More about this script can be fuonde here http://elvery.net/demo/responsive-tables/
That example uses absolute positioning to move the generated content to the start of the rows and is a flawed approach as that means that the content cannot wrap because it will overlap the content in the next row. That's why the nowrap rule is in place to stop this happening.
Instead of absolute positioning you could use display:inline-block instead and avoid the issue altogether.
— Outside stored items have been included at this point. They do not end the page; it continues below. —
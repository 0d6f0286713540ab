//! Arithmusic CLI - Composition Editor Core
//!
//! Command-line driver for the Arithmusic composition core and the
//! reference synthesis engine.

use anyhow::Result;
use clap::Parser;
use env_logger::Env;
use log::info;

use arithmusic::cli::{commands, Cli, Commands};

fn main() -> Result<()> {
    let cli = Cli::parse();

    // Exactly one logging backend registers with `log`. The tracing
    // subscriber forwards `log` records too, so installing both would
    // panic on the second registration.
    if cli.verbose {
        tracing_subscriber::fmt()
            .with_env_filter("arithmusic=debug")
            .init();
    } else {
        env_logger::Builder::from_env(Env::default().default_filter_or("info")).init();
    }

    info!("Arithmusic v{}", env!("CARGO_PKG_VERSION"));

    match cli.command {
        Some(cmd) => handle_command(cmd),
        None => {
            println!("Arithmusic v{}", env!("CARGO_PKG_VERSION"));
            println!("Use --help for available commands");
            Ok(())
        }
    }
}

fn handle_command(cmd: Commands) -> Result<()> {
    match cmd {
        Commands::Demo { path } => commands::demo(&path)?,
        Commands::Validate { path } => commands::check(&path)?,
        Commands::Render { path, output } => commands::render(&path, &output)?,
        Commands::Spectrogram { path } => commands::spectrogram(&path)?,
        Commands::Info { path } => commands::show_info(&path)?,
    }
    Ok(())
}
In the code from here change these two rules as follows:
td {
border: none;
border-bottom: 1px solid #eee;
position: relative;
}
td:before {
display:inline-block;
vertical-align:top;
width: 45%;
padding:0 3% 0 1%;
}
Rough example here:
Updated code as per comments below:
td:before {
float:left;
width: 95%;
padding:0 0 0 1%;
margin-left:-100%;
}
td {
padding-left:50%;
-moz-box-sizing:border-box;
-webkit-box-sizing:border-box;
box-sizing:border-box;
}
You need to break the words if they are too long. You can make this in css as:
word-wrap:break-word;
Try it.
The main issue here has to do with sizing one HTML element based on another element. This is something that tables are optimized to do - calculating the height and width of TD elements across the entire table to a uniform size dynamically based on content.
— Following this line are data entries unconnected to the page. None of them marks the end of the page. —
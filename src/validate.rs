//! Composition Validator
//!
//! Pure structural inspection of a composition. Any reported entry gates
//! synthesis; an empty result means the composition is synthesizable. The
//! rule table lives here in one place so it can track the engine contract.

use serde::Serialize;

use crate::composition::settings::{FS_RANGE, MULTIPLIER_MAX, VOLUME_RANGE};
use crate::composition::{Composition, SegmentId};

/// Where a structural problem was found.
#[derive(Debug, Clone, Copy, PartialEq, Eq, Serialize)]
#[serde(rename_all = "snake_case", tag = "at")]
pub enum Location {
    Composition,
    Track { row: usize },
    Segment { row: usize, segment: SegmentId },
    Setting { field: &'static str },
}

impl std::fmt::Display for Location {
    fn fmt(&self, f: &mut std::fmt::Formatter<'_>) -> std::fmt::Result {
        match self {
            Location::Composition => write!(f, "composition"),
            Location::Track { row } => write!(f, "track {row}"),
            Location::Segment { row, segment } => write!(f, "track {row}, {segment}"),
            Location::Setting { field } => write!(f, "setting '{field}'"),
        }
    }
}

/// A single structural problem.
#[derive(Debug, Clone, PartialEq, Serialize)]
pub struct CompositionError {
    /// Where the problem is.
    pub location: Location,

    /// What is wrong, phrased for the alert modal.
    pub message: String,
}

impl std::fmt::Display for CompositionError {
    fn fmt(&self, f: &mut std::fmt::Formatter<'_>) -> std::fmt::Result {
        write!(f, "{}: {}", self.location, self.message)
    }
}

/// Non-empty list of structural problems. Transient and derived; never
/// persisted with the composition.
#[derive(Debug, Clone, PartialEq, Serialize)]
pub struct ErrorReport {
    pub errors: Vec<CompositionError>,
}

impl ErrorReport {
    pub fn len(&self) -> usize {
        self.errors.len()
    }

    pub fn is_empty(&self) -> bool {
        self.errors.is_empty()
    }
}

impl std::fmt::Display for ErrorReport {
    fn fmt(&self, f: &mut std::fmt::Formatter<'_>) -> std::fmt::Result {
        let mut first = true;
        for err in &self.errors {
            if !first {
                write!(f, "; ")?;
            }
            write!(f, "{err}")?;
            first = false;
        }
        Ok(())
    }
}

/// Inspect a composition for structural problems.
///
/// Pure: same input, same output, no side effects. Returns `None` when the
/// composition is synthesizable.
pub fn validate(composition: &Composition) -> Option<ErrorReport> {
    let mut errors = Vec::new();

    if composition.timelines.is_empty() {
        errors.push(CompositionError {
            location: Location::Composition,
            message: "composition has no timelines".to_string(),
        });
    }

    for (row, timeline) in composition.timelines.iter().enumerate() {
        if timeline.segments.is_empty() {
            errors.push(CompositionError {
                location: Location::Track { row },
                message: "timeline has no segments".to_string(),
            });
            continue;
        }

        let mut prev_end: Option<f64> = None;
        for seg in &timeline.segments {
            let at = Location::Segment {
                row,
                segment: seg.id,
            };

            if !seg.start.is_finite() || seg.start < 0.0 {
                errors.push(CompositionError {
                    location: at,
                    message: format!("start must be finite and >= 0 (got {})", seg.start),
                });
            }
            if !seg.duration.is_finite() || seg.duration <= 0.0 {
                errors.push(CompositionError {
                    location: at,
                    message: format!("duration must be finite and > 0 (got {})", seg.duration),
                });
            }
            if !seg.frequency.is_finite() || seg.frequency <= 0.0 {
                errors.push(CompositionError {
                    location: at,
                    message: format!("frequency must be finite and > 0 (got {})", seg.frequency),
                });
            }
            if !seg.amplitude.is_finite() || !(0.0..=1.0).contains(&seg.amplitude) {
                errors.push(CompositionError {
                    location: at,
                    message: format!("amplitude must be in [0, 1] (got {})", seg.amplitude),
                });
            }

            // Playback order: each segment starts at or after the previous
            // one ends.
            if let Some(end) = prev_end {
                if seg.start < end {
                    errors.push(CompositionError {
                        location: at,
                        message: format!(
                            "segment overlaps the previous one (starts {} before {})",
                            seg.start, end
                        ),
                    });
                }
            }
            prev_end = Some(seg.end().max(prev_end.unwrap_or(f64::NEG_INFINITY)));
        }
    }

    let settings = &composition.settings;
    check_range(&mut errors, "fs", settings.fs, FS_RANGE.0, FS_RANGE.1);
    check_range(
        &mut errors,
        "volume",
        settings.volume,
        VOLUME_RANGE.0,
        VOLUME_RANGE.1,
    );
    if !settings.multiplier.is_finite()
        || settings.multiplier <= 0.0
        || settings.multiplier > MULTIPLIER_MAX
    {
        errors.push(CompositionError {
            location: Location::Setting {
                field: "multiplier",
            },
            message: format!(
                "multiplier must be in (0, {MULTIPLIER_MAX}] (got {})",
                settings.multiplier
            ),
        });
    }

    if errors.is_empty() {
        None
    } else {
        Some(ErrorReport { errors })
    }
}

fn check_range(
    errors: &mut Vec<CompositionError>,
    field: &'static str,
    value: f64,
    min: f64,
    max: f64,
) {
    if !value.is_finite() || value < min || value > max {
        errors.push(CompositionError {
            location: Location::Setting { field },
            message: format!("{field} must be in [{min}, {max}] (got {value})"),
        });
    }
}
By abandoning tables (via changing the display type of THEAD to "block", effectively making it nothing more than a DIV), you've lost this automatic resizing effect that browsers do for you, as evidenced here:
There's no getting around this. The "No More Tables" approach must make a compromise - use absolute height to mimic the way tables are laid out. You are trying to reintroduce this automatic size calculation, but you can't without restructuring your HTML.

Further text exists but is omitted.